Using the material that follows, identify and copy each line with the string "loading".
(Data section Opens)
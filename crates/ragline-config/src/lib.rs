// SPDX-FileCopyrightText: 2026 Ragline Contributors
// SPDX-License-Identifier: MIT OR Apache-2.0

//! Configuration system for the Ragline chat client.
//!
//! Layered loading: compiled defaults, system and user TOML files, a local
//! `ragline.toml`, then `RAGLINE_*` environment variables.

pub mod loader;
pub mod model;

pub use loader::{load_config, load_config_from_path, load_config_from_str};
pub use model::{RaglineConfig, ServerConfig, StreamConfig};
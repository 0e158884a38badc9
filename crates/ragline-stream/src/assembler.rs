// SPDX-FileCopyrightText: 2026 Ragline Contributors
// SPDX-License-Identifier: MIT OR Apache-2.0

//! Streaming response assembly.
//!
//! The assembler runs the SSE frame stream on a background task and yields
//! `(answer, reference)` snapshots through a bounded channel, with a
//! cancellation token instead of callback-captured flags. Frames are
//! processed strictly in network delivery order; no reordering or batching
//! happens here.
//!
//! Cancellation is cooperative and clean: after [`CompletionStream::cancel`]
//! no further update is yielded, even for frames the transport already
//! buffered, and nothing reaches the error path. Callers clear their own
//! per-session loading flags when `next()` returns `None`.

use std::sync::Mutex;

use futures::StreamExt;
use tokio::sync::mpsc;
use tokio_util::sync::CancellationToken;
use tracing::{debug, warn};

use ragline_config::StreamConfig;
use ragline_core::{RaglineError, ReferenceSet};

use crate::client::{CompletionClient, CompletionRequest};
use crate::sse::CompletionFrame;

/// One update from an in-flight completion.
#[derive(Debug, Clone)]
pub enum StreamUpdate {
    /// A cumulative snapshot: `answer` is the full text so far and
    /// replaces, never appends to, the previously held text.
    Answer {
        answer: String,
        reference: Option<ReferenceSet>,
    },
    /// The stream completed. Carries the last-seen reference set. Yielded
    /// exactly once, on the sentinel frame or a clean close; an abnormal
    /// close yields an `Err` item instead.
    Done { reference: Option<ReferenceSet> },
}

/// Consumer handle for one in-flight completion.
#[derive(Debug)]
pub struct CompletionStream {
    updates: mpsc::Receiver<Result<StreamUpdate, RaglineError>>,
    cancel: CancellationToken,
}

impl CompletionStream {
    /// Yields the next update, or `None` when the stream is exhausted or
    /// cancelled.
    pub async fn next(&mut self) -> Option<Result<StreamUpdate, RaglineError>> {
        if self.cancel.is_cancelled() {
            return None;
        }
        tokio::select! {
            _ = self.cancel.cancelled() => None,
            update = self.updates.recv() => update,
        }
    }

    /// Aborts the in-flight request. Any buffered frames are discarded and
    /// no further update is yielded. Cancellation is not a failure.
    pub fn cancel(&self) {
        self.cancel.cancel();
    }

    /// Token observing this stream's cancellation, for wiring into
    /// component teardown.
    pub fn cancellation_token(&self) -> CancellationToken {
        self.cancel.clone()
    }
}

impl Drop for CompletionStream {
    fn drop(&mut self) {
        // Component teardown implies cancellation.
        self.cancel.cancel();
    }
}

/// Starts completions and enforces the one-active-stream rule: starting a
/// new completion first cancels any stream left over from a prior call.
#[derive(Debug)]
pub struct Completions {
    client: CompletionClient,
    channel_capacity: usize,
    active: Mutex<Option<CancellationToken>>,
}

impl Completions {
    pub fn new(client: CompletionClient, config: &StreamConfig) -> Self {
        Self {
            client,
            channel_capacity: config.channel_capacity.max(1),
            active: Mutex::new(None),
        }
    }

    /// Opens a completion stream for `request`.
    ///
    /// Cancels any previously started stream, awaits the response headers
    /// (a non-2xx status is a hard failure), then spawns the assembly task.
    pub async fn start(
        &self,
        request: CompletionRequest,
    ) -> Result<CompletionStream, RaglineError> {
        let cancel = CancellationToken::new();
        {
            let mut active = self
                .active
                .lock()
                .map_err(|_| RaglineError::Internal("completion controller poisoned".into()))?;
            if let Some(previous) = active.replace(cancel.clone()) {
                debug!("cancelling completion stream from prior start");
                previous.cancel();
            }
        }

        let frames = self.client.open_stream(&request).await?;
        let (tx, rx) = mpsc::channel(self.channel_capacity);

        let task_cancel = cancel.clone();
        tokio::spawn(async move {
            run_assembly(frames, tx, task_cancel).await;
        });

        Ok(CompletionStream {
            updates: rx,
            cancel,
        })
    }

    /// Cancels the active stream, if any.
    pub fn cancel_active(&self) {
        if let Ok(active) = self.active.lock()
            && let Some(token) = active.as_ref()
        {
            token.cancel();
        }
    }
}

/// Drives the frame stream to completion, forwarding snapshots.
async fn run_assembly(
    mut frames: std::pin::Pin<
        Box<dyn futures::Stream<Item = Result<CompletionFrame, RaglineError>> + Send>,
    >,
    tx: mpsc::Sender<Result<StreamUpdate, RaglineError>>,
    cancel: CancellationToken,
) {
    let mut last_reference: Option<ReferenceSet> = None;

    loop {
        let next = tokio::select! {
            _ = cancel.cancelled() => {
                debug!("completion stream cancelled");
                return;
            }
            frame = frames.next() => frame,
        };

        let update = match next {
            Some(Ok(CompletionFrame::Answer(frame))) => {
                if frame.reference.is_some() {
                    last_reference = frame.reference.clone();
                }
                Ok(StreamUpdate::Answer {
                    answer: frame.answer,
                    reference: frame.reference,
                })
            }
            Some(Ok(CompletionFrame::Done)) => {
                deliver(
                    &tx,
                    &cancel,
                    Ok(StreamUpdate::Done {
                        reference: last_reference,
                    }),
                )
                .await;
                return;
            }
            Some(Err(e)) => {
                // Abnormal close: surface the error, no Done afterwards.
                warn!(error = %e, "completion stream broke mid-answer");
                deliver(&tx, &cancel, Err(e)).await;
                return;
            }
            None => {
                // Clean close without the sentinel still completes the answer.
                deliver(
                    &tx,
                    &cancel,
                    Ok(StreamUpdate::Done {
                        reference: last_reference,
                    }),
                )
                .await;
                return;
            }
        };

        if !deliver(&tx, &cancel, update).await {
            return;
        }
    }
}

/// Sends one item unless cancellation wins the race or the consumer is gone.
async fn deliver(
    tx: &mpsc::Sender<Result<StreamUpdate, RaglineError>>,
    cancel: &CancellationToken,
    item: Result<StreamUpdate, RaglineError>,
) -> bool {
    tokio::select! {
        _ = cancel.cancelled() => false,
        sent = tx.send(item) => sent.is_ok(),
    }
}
(Data section Closes)
> Answer section:
//! Layered loading: compiled defaults, system and user TOML files, a local
//! per-session loading flags when `next()` returns `None`.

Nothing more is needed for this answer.